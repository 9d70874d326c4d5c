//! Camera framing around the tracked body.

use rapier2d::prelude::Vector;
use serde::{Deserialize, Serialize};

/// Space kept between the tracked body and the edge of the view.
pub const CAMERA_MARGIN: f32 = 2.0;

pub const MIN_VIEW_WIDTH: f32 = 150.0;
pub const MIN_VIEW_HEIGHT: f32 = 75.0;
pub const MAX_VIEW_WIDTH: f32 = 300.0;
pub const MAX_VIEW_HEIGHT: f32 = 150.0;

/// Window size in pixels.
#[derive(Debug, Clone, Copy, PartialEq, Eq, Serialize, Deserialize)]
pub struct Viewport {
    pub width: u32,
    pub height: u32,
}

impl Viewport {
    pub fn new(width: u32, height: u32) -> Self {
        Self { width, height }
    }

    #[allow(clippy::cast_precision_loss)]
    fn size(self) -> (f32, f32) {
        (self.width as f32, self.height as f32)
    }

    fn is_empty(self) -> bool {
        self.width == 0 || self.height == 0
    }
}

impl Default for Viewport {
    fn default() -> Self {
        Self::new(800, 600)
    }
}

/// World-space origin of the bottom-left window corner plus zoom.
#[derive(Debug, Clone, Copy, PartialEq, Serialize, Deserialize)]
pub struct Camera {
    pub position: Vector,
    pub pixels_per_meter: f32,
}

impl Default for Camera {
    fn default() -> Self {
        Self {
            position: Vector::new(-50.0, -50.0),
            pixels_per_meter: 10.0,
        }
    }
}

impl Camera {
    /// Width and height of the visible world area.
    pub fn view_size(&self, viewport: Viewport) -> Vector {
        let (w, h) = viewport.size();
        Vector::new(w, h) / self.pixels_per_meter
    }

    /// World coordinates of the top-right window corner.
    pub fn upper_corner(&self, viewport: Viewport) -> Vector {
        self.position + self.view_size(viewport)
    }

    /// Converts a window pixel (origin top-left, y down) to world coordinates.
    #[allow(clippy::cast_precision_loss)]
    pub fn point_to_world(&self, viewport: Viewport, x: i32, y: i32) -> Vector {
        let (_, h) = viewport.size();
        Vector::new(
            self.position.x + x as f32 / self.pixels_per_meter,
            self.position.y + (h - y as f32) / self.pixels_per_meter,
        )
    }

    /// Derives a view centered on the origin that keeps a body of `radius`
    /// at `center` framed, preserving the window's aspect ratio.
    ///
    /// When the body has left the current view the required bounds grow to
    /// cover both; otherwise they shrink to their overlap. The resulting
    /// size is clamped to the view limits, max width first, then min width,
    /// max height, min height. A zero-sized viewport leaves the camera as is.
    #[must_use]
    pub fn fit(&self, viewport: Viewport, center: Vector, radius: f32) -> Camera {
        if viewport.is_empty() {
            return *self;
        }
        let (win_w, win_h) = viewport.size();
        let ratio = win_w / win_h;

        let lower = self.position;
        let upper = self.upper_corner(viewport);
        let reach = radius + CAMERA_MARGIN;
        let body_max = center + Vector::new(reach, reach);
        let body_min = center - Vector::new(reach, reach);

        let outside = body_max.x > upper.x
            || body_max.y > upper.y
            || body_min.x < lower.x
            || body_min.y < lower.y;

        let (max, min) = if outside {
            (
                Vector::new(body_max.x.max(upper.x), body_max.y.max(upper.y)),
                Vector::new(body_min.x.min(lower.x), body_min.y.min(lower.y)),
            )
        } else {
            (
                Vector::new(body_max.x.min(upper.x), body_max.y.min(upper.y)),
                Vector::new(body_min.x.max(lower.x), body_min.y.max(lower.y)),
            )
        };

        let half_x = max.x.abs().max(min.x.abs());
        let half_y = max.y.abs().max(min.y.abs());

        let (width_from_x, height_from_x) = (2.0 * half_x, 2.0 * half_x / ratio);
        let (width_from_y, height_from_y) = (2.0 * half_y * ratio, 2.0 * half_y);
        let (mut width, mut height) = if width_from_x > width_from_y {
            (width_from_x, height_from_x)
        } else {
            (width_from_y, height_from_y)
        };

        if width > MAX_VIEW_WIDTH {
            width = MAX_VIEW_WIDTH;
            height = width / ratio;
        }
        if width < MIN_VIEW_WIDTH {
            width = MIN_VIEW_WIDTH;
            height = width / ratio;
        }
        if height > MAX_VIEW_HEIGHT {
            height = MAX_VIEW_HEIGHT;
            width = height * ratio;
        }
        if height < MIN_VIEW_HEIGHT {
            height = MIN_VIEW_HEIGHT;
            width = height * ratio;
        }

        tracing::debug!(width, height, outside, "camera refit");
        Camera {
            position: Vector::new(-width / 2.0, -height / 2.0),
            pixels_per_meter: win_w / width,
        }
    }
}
...
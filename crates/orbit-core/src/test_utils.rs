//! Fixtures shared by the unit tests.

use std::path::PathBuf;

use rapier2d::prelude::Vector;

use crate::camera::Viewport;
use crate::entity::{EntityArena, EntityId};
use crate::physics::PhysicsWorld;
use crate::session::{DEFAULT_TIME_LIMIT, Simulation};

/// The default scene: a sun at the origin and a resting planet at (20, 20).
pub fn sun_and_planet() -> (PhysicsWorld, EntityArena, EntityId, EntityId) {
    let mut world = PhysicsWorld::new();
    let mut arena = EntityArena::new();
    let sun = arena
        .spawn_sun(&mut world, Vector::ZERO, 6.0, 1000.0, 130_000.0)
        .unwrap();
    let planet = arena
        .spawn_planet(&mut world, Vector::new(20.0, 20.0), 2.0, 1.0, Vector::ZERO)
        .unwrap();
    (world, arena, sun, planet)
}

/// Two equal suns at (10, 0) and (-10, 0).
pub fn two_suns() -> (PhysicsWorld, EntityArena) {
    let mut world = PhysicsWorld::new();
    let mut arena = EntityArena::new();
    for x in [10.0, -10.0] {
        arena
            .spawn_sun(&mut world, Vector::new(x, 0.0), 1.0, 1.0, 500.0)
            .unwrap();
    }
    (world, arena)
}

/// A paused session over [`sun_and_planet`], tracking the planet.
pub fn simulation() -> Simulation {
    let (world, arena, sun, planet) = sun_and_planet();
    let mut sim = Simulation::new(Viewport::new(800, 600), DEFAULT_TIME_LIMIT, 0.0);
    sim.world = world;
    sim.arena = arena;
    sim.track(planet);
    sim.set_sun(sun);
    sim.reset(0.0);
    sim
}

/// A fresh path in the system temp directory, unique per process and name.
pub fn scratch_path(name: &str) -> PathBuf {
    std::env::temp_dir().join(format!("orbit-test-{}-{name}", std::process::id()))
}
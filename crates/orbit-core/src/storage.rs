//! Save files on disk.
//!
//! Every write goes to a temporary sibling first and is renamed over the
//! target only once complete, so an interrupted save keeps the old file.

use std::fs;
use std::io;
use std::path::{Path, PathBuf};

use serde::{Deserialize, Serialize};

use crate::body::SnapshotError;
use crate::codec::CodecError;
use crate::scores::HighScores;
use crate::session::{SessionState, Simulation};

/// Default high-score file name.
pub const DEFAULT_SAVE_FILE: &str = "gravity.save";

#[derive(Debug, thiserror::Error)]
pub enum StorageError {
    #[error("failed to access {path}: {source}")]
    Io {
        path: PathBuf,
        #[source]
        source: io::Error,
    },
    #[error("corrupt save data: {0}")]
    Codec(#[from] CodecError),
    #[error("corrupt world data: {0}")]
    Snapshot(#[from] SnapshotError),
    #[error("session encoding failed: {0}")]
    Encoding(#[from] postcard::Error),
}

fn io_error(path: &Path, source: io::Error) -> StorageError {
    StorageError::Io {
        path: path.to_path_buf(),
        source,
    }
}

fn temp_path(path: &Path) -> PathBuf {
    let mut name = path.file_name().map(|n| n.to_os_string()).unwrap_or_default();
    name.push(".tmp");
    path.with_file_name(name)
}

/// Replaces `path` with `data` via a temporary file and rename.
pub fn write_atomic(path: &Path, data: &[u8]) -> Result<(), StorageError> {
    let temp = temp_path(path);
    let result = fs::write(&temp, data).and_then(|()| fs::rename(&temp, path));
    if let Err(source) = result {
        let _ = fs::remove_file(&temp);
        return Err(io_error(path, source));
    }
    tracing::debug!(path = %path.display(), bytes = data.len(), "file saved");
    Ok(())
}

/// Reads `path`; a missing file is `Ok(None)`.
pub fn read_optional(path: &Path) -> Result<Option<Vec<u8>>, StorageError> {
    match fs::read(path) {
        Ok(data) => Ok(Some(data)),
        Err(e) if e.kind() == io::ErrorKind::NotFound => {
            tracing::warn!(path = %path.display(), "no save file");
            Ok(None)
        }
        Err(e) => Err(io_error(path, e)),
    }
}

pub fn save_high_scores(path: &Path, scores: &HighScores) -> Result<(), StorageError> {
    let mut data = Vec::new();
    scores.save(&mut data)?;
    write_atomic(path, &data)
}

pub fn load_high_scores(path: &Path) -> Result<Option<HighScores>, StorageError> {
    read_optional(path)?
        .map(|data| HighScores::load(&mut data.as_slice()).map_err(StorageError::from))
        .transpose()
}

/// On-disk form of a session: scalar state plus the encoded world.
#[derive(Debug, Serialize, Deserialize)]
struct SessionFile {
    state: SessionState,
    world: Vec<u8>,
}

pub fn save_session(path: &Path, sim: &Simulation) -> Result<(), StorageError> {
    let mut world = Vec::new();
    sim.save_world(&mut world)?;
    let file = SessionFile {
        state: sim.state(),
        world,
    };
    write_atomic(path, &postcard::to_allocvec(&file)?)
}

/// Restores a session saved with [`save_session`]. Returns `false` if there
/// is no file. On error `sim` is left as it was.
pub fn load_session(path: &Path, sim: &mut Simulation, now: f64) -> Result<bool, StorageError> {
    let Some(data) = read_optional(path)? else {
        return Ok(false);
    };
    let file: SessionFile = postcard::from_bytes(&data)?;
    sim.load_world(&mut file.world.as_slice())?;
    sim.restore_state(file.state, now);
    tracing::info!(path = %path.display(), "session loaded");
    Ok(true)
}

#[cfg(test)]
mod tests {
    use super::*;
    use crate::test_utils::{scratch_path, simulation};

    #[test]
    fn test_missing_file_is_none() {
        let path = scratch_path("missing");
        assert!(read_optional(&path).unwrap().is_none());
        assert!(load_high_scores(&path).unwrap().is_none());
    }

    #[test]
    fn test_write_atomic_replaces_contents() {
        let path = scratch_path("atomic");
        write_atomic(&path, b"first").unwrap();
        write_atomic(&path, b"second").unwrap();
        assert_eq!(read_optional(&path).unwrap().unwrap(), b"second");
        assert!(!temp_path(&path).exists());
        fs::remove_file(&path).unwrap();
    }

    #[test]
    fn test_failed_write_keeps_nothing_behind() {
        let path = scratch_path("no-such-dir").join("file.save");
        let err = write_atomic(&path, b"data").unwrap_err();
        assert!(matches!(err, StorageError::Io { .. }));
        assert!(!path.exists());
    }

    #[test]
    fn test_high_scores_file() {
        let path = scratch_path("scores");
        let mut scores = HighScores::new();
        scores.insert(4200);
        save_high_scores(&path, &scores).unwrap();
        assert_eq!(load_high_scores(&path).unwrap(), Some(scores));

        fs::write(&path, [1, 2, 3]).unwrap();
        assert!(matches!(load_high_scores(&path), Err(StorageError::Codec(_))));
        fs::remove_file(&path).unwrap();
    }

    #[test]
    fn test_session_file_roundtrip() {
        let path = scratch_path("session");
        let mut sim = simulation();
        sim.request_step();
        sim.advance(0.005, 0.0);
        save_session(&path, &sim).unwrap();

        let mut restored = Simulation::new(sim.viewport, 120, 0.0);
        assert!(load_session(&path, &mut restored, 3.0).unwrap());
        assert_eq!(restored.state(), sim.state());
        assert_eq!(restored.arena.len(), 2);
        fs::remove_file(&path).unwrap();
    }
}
...
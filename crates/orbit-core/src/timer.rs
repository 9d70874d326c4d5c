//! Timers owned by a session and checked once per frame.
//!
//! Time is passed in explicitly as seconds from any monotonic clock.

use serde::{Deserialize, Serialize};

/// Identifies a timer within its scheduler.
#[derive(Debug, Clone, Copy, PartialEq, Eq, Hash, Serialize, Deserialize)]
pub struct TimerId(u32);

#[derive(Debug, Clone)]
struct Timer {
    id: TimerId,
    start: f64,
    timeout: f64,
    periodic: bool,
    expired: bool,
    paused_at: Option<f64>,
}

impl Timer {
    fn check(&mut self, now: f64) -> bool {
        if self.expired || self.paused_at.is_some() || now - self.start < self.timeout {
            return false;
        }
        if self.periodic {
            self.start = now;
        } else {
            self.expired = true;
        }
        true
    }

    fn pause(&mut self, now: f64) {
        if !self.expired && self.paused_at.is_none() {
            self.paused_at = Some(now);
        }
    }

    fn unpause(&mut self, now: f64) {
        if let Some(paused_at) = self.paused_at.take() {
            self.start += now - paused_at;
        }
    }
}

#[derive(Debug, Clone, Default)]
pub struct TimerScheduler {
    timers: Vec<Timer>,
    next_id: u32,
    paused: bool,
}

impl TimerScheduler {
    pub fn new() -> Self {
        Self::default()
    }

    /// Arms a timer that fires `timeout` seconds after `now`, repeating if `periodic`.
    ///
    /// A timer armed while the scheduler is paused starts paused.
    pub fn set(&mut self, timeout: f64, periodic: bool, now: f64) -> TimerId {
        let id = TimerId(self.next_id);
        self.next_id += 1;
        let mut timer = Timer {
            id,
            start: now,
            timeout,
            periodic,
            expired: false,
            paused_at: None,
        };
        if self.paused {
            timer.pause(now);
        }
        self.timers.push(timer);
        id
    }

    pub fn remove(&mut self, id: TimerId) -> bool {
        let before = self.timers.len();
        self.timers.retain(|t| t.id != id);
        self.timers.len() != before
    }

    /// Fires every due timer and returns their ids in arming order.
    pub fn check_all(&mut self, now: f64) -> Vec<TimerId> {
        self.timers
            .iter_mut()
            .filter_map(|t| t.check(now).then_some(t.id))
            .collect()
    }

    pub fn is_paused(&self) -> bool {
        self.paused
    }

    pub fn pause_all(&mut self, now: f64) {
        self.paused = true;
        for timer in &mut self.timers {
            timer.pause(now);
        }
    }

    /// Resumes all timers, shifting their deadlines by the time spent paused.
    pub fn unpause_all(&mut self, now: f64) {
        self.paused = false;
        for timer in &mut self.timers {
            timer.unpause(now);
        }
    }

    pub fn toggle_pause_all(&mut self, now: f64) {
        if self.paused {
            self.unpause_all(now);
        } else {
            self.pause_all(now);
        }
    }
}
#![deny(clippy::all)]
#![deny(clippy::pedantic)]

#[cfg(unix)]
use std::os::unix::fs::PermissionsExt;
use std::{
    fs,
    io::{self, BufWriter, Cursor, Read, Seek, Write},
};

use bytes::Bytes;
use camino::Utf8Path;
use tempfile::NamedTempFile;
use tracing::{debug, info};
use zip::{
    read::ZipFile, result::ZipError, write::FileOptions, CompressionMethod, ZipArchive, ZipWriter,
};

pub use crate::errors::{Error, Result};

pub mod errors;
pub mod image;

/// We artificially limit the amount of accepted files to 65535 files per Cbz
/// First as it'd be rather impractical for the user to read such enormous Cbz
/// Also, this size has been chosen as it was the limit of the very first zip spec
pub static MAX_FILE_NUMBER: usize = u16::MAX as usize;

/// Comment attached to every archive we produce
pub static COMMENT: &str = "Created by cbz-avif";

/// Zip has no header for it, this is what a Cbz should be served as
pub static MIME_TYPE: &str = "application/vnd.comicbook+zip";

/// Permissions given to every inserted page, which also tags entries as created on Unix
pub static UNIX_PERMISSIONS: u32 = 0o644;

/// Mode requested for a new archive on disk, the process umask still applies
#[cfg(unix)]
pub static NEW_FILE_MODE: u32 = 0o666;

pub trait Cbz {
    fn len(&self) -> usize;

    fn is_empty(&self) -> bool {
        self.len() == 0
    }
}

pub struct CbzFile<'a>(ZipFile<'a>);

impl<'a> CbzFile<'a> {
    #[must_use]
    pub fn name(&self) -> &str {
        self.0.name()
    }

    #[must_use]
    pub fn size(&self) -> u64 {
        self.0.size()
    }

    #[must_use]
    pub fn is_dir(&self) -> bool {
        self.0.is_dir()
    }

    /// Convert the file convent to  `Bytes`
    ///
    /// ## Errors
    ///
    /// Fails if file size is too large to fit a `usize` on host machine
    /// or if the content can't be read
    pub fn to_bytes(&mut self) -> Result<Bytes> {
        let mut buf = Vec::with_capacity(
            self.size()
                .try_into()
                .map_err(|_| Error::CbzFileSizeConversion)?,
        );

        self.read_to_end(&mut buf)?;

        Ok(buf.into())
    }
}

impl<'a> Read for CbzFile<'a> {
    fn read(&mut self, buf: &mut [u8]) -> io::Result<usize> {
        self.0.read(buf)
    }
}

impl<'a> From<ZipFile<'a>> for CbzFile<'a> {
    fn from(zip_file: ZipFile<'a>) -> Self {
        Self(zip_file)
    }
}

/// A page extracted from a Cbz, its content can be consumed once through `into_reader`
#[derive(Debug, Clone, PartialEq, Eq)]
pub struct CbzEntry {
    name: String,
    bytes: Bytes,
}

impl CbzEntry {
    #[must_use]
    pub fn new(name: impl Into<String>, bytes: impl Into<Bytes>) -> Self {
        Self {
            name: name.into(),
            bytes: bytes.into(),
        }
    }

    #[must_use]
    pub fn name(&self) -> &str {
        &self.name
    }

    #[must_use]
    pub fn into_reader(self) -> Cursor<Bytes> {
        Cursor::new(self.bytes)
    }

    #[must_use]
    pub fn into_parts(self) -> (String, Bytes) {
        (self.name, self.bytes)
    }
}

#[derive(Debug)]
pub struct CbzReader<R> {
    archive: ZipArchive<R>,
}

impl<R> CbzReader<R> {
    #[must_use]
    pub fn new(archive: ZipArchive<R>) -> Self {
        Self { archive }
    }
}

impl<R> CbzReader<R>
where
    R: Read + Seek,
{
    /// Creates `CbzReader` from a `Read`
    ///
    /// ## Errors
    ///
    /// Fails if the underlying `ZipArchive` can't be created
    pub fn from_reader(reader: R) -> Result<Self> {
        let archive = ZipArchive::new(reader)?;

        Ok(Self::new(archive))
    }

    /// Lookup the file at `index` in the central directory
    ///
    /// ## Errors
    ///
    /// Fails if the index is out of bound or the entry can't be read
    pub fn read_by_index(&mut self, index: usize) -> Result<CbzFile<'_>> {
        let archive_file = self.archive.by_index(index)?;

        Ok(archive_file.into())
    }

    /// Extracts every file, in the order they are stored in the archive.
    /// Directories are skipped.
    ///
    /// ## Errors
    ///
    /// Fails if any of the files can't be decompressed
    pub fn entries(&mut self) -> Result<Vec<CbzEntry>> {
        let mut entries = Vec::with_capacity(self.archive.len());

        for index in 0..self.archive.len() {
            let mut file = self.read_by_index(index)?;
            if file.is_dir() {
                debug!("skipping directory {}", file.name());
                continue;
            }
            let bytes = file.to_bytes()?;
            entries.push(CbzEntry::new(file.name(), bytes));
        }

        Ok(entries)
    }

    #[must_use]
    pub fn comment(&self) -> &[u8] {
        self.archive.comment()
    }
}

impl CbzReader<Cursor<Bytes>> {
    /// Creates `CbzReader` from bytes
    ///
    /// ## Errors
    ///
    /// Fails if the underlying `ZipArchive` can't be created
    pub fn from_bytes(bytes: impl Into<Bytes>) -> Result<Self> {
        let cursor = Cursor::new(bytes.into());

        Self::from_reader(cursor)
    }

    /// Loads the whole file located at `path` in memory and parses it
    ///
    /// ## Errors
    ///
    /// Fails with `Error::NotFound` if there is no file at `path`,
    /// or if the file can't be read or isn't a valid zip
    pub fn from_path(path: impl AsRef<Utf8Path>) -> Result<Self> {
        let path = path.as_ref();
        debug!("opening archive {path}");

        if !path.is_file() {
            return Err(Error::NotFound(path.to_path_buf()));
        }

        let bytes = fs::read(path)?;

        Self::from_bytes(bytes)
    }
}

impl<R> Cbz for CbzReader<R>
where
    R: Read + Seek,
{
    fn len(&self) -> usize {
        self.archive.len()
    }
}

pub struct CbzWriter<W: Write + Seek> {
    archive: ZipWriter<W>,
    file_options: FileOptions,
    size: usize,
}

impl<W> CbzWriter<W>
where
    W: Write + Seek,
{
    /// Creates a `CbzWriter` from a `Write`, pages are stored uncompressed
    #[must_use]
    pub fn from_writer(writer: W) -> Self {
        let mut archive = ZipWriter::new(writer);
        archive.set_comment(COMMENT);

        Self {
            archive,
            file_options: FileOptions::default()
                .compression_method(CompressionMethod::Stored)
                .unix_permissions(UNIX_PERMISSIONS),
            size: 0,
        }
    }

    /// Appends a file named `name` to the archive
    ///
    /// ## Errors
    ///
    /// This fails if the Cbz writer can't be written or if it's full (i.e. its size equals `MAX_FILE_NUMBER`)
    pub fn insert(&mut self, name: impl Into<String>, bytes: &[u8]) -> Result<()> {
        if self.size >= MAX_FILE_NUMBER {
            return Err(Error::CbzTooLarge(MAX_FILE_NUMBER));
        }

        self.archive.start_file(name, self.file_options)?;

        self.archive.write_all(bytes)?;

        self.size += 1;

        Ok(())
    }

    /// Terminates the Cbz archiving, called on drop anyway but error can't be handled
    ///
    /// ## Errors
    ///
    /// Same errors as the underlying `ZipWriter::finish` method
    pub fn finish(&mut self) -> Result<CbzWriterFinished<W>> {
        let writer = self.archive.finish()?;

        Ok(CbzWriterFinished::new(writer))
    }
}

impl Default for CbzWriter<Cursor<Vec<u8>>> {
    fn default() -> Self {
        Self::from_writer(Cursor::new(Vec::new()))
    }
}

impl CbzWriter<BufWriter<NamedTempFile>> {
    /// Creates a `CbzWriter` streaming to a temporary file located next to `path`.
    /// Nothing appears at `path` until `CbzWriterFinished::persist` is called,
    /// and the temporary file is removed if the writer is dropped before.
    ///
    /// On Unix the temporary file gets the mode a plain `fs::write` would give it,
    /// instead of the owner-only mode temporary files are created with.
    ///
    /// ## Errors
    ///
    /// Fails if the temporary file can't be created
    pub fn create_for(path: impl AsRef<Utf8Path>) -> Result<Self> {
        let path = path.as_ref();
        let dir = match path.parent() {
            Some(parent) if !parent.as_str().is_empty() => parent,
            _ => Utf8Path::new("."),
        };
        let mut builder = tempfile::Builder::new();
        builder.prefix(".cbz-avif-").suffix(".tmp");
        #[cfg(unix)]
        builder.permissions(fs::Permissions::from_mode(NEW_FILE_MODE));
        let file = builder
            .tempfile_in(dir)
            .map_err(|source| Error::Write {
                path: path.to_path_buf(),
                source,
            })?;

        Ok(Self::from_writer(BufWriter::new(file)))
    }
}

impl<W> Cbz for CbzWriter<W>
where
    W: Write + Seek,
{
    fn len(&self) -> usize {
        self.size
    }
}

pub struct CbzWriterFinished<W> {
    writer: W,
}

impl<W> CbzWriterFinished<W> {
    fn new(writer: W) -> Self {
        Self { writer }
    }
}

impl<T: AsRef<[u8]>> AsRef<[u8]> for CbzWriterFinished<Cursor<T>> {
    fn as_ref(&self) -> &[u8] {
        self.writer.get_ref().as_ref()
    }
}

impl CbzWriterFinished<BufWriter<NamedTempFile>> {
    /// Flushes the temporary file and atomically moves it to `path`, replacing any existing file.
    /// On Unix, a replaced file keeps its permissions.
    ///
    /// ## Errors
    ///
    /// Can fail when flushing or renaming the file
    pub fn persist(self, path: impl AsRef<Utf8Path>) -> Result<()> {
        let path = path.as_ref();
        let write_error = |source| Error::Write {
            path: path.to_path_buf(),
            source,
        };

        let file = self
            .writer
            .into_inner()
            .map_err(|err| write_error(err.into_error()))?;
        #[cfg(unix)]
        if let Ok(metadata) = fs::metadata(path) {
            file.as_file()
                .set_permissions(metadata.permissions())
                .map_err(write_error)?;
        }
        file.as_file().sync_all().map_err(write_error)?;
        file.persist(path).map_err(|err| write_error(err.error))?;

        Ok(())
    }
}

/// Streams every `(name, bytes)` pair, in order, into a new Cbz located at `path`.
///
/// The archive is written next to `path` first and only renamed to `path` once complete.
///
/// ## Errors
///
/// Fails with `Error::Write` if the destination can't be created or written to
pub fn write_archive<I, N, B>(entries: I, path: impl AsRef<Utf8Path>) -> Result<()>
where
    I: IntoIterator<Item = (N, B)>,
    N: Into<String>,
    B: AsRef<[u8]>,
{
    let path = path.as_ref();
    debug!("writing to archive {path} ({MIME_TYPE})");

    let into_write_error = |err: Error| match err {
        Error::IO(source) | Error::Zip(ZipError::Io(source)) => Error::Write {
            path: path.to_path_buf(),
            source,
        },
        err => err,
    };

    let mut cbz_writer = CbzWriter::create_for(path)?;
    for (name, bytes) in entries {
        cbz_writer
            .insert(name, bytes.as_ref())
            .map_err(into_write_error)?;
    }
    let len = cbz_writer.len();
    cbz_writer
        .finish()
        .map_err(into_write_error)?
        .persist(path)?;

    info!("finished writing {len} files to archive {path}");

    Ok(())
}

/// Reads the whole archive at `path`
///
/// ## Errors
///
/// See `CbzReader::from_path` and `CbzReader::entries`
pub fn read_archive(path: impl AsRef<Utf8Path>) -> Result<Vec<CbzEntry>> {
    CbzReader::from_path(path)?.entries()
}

Your objective:
Once you have counted the lines of the records that contain the word "expired", give the count and nothing else.

The completed task:
5